Previously: Aging country music superstar Rayna Jaymes wished that she could do it all over again and simultaneously change nothing and everything, thus blowing apart the entire time-space continuum. Throw in a truck and whiskey, and that would make a pretty avant-garde country song. She had to deal with a lot of bullshit, and primary among the dung was the suggestion from her label that she open for chart-topping tart Juliette Barnes. To make matters worse, Juliette put all of her efforts into seducing Rayna's very close ex, Deacon Claybourne, and Rayna's evil father convinced her deadbeat husband to run for mayor. That may sound like a good thing, but it's not. Thankfully, trusty music legend Watty White called Rayna with an idea. Let's hope it's a good one.

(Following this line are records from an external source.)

// SPDX-License-Identifier: BUSL-1.1
// Copyright (c) 2026 Joborc Contributors

use thiserror::Error;

/// Definitional errors (§7): surfaced at orchestration time, no job created.
#[derive(Debug, Error)]
pub enum RunbookError {
    #[error("parse error: {0}")]
    Parse(String),

    #[error("step {0:?} depends_on unknown step {1:?}")]
    UnknownDependency(String, String),

    #[error("cycle detected in depends_on, involving step {0:?}")]
    DependencyCycle(String),

    #[error("duplicate step name {0:?}")]
    DuplicateStepName(String),

    #[error("definition has no steps")]
    EmptySteps,
}
// SPDX-License-Identifier: BUSL-1.1
// Copyright (c) 2026 Joborc Contributors

//! §8 scenario 3: 50 log entries, paginated 20 at a time, end with a
//! final short page and no cursor.

use std::collections::HashMap;
use std::sync::Arc;

use joborc_core::{Job, JobType, LogEntry, LogLevel, Sequence};
use joborc_engine::LogService;
use joborc_storage::{InMemoryJobStorage, InMemoryLogStorage};
use joborc_wire::LogOrder;

fn entry(job_id: joborc_core::JobId, n: u32) -> LogEntry {
    let full_timestamp = format!("2026-01-01T00:00:00.{n:09}Z");
    LogEntry {
        associated_job_id: job_id,
        sequence: Sequence::next(&full_timestamp),
        full_timestamp,
        timestamp: format!("00:00:00.{n:03}"),
        level: LogLevel::Inf,
        message: format!("line-{n}"),
        context: HashMap::new(),
    }
}

#[tokio::test]
async fn fifty_entries_paginate_twenty_twenty_ten() {
    let jobs = Arc::new(InMemoryJobStorage::new());
    let logs = Arc::new(InMemoryLogStorage::new());
    let root: Job = Job::builder().job_type(JobType::Root).name("root").build();
    let root_id = root.id;
    jobs.save_job(root).await.unwrap();
    for n in 0..50 {
        logs.append_log(entry(root_id, n)).await.unwrap();
    }

    let service = LogService::new(jobs, logs);

    let first = service.get_aggregated_logs(root_id, false, None, 20, None, LogOrder::Asc).await.unwrap();
    assert_eq!(first.logs.len(), 20);
    assert_eq!(first.logs.first().unwrap().message, "line-0");
    let cursor = first.next_cursor.clone().expect("20 of 50 leaves more");

    let second = service.get_aggregated_logs(root_id, false, None, 20, Some(cursor), LogOrder::Asc).await.unwrap();
    assert_eq!(second.logs.len(), 20);
    assert_eq!(second.logs.first().unwrap().message, "line-20");
    let cursor = second.next_cursor.clone().expect("40 of 50 leaves more");

    let third = service.get_aggregated_logs(root_id, false, None, 20, Some(cursor), LogOrder::Asc).await.unwrap();
    assert_eq!(third.logs.len(), 10);
    assert_eq!(third.logs.first().unwrap().message, "line-40");
    assert!(third.next_cursor.is_none());
}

We enter with Rayna stuck in a traffic jam while taking her two girls to some sort of uniform-requiring school. She gets a burst of relatively mild road rage, since she's anxious to go see "Uncle Watty" after the drop-off. As a gaggle of pre-teen girls runs by with all sorts of hormone-induced excitement, Rayna's oldest daughter gets a text saying that Juliette Barnes is shooting a video in the middle of town. Thus, the traffic. Juliette WOULD do that shit during morning rush hour. The kids try to get out of the car and join the gaggle, but automatic locks save just a tiny bit of Rayna's dignity. Oldest kid snits that Juliette is the most famous singer in the world, and that little bit of dignity is released to the wind again.

We then cut to Juliette's video, for a song called "Telescope." Of course she's in Daisy Dukes and cowboy boots and a bustier, and is slinking all over a statue. Her backup dancers are also scantily clad, in a very country-fried way. And I know we're supposed to hate Juliette's adolescent crap music, but this song, called "Telescope," is pretty damn catchy. I mean, I decidedly do not hate it. You can understand just a little why all the pre-teen girls are popping their zits with excitement. Juliette's management still has not gotten her a decent hair stylist, though. It's like she's wearing a wig made of stale cotton candy. Rayna drives by and looks sad as Juliette signs countless autographs.

Meanwhile, Juliette walks by just as a part of the video production staff slams her song to the backup dancers. She instructs her manager to fire him immediately, which I think is actually kind of justified. Juliette brats that people think this is all she can do. By "this" I think she means wriggle in hot pants. And, relatedly, make pop music for pre-teens. She asks what's happening with getting Deacon on her tour, and her manager can only say that people have been calling people. Juliette's been doing her part to get Deacon, she says, and her manager better be doing his. I'm guessing "doing my part" for one of them involves an exchange of bodily fluids, and for the other a giant bag of cash emblazoned with dollar signs.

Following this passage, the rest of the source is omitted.